The DFW apartment market currently sits at the fifth-highest vacancy rate in the country. Median rent across the metro fell 5.77 percent year over year in May 2026. When a 490-unit property owned by one of the world's largest alternative asset managers faces foreclosure, it confirms the scale of the multifamily distress that smaller landlords have been feeling for 12 to 18 months.
The Blackstone foreclosures also signal that lenders — in this case Ares, a sophisticated institutional creditor — are no longer extending forbearance on DFW apartment loans that are not servicing correctly. The workout window that existed in 2023 and 2024 has closed.
What This Means for DFW Homeowners and Landlords
The 75 West foreclosure illustrates a macro point at the micro level: assets purchased with debt at 2021-2022 peak prices, underwritten to rent growth that did not arrive, are now in distress regardless of the owner's sophistication or balance sheet.

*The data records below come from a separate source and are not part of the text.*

//! Undo/redo history of note-list snapshots
//!
//! Each history entry stores the complete note list as it was before (on the
//! undo stack) or after (on the redo stack) an edit. Stacks are bounded; the
//! oldest entries are dropped first.

use chrono::{DateTime, Utc};
use serde::{Deserialize, Serialize};

use super::note::Entry;
use crate::error::{Result, SolfaError};

/// Default maximum number of undo levels to keep.
pub const DEFAULT_MAX_UNDO_LEVELS: usize = 50;

/// Kinds of edit that are recorded in the history.
#[derive(Debug, Clone, Copy, PartialEq, Eq, Serialize, Deserialize)]
#[serde(rename_all = "snake_case")]
pub enum EditKind {
    AddNote,
    AddRest,
    Clear,
    Import,
}

impl std::fmt::Display for EditKind {
    fn fmt(&self, f: &mut std::fmt::Formatter<'_>) -> std::fmt::Result {
        match self {
            EditKind::AddNote => write!(f, "Add Note"),
            EditKind::AddRest => write!(f, "Add Rest"),
            EditKind::Clear => write!(f, "Clear"),
            EditKind::Import => write!(f, "Import"),
        }
    }
}

/// One recorded note-list snapshot.
#[derive(Debug, Clone, PartialEq, Serialize, Deserialize)]
pub struct HistoryEntry {
    /// Edit that moved away from this snapshot.
    pub kind: EditKind,
    pub timestamp: DateTime<Utc>,
    pub entries: Vec<Entry>,
}

/// Bounded undo and redo stacks.
#[derive(Debug, Clone, PartialEq, Serialize, Deserialize)]
pub struct History {
    undo_stack: Vec<HistoryEntry>,
    redo_stack: Vec<HistoryEntry>,
    max_levels: usize,
}

impl Default for History {
    fn default() -> Self {
        Self::new(DEFAULT_MAX_UNDO_LEVELS)
    }
}

impl History {
    pub fn new(max_levels: usize) -> Self {
        Self {
            undo_stack: Vec::new(),
            redo_stack: Vec::new(),
            max_levels: max_levels.max(1),
        }
    }

    /// Record the note list as it was before an edit.
    ///
    /// This clears the redo stack, since the history has diverged.
    pub fn record(&mut self, kind: EditKind, before: Vec<Entry>) {
        self.redo_stack.clear();
        self.undo_stack.push(HistoryEntry {
            kind,
            timestamp: Utc::now(),
            entries: before,
        });
        Self::trim(&mut self.undo_stack, self.max_levels);
    }

    /// Swap `current` with the most recent undo snapshot.
    pub fn undo(&mut self, current: &mut Vec<Entry>) -> Result<EditKind> {
        let mut entry = self.undo_stack.pop().ok_or(SolfaError::NothingToUndo)?;
        let kind = entry.kind;
        std::mem::swap(current, &mut entry.entries);
        entry.timestamp = Utc::now();
        self.redo_stack.push(entry);
        Self::trim(&mut self.redo_stack, self.max_levels);
        Ok(kind)
    }

    /// Swap `current` with the most recent redo snapshot.
    pub fn redo(&mut self, current: &mut Vec<Entry>) -> Result<EditKind> {
        let mut entry = self.redo_stack.pop().ok_or(SolfaError::NothingToRedo)?;
        let kind = entry.kind;
        std::mem::swap(current, &mut entry.entries);
        entry.timestamp = Utc::now();
        self.undo_stack.push(entry);
        Self::trim(&mut self.undo_stack, self.max_levels);
        Ok(kind)
    }

    pub fn can_undo(&self) -> bool {
        !self.undo_stack.is_empty()
    }

    pub fn can_redo(&self) -> bool {
        !self.redo_stack.is_empty()
    }

    pub fn undo_depth(&self) -> usize {
        self.undo_stack.len()
    }

    pub fn redo_depth(&self) -> usize {
        self.redo_stack.len()
    }

    /// Kind of the edit the next `undo` would revert.
    pub fn peek_undo(&self) -> Option<EditKind> {
        self.undo_stack.last().map(|e| e.kind)
    }

    pub fn max_levels(&self) -> usize {
        self.max_levels
    }

    fn trim(stack: &mut Vec<HistoryEntry>, max: usize) {
        if stack.len() > max {
            let excess = stack.len() - max;
            stack.drain(0..excess);
        }
    }
}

For individual DFW landlords holding single-family rentals or small multifamily properties purchased in the same vintage — 2020 through 2022 — the math is identical. Rent declines, vacancy, and fixed carry costs (Texas property taxes run 2.0-2.5 percent annually) compress cash flow the same way for a 3-unit landlord as for Blackstone's 490-unit portfolio.
The difference is that individual landlords typically cannot negotiate with lenders the way institutional borrowers can. A single-family rental owner facing a delinquent mortgage in Tarrant or Dallas County has the same 21-day auction clock as any other Texas homeowner.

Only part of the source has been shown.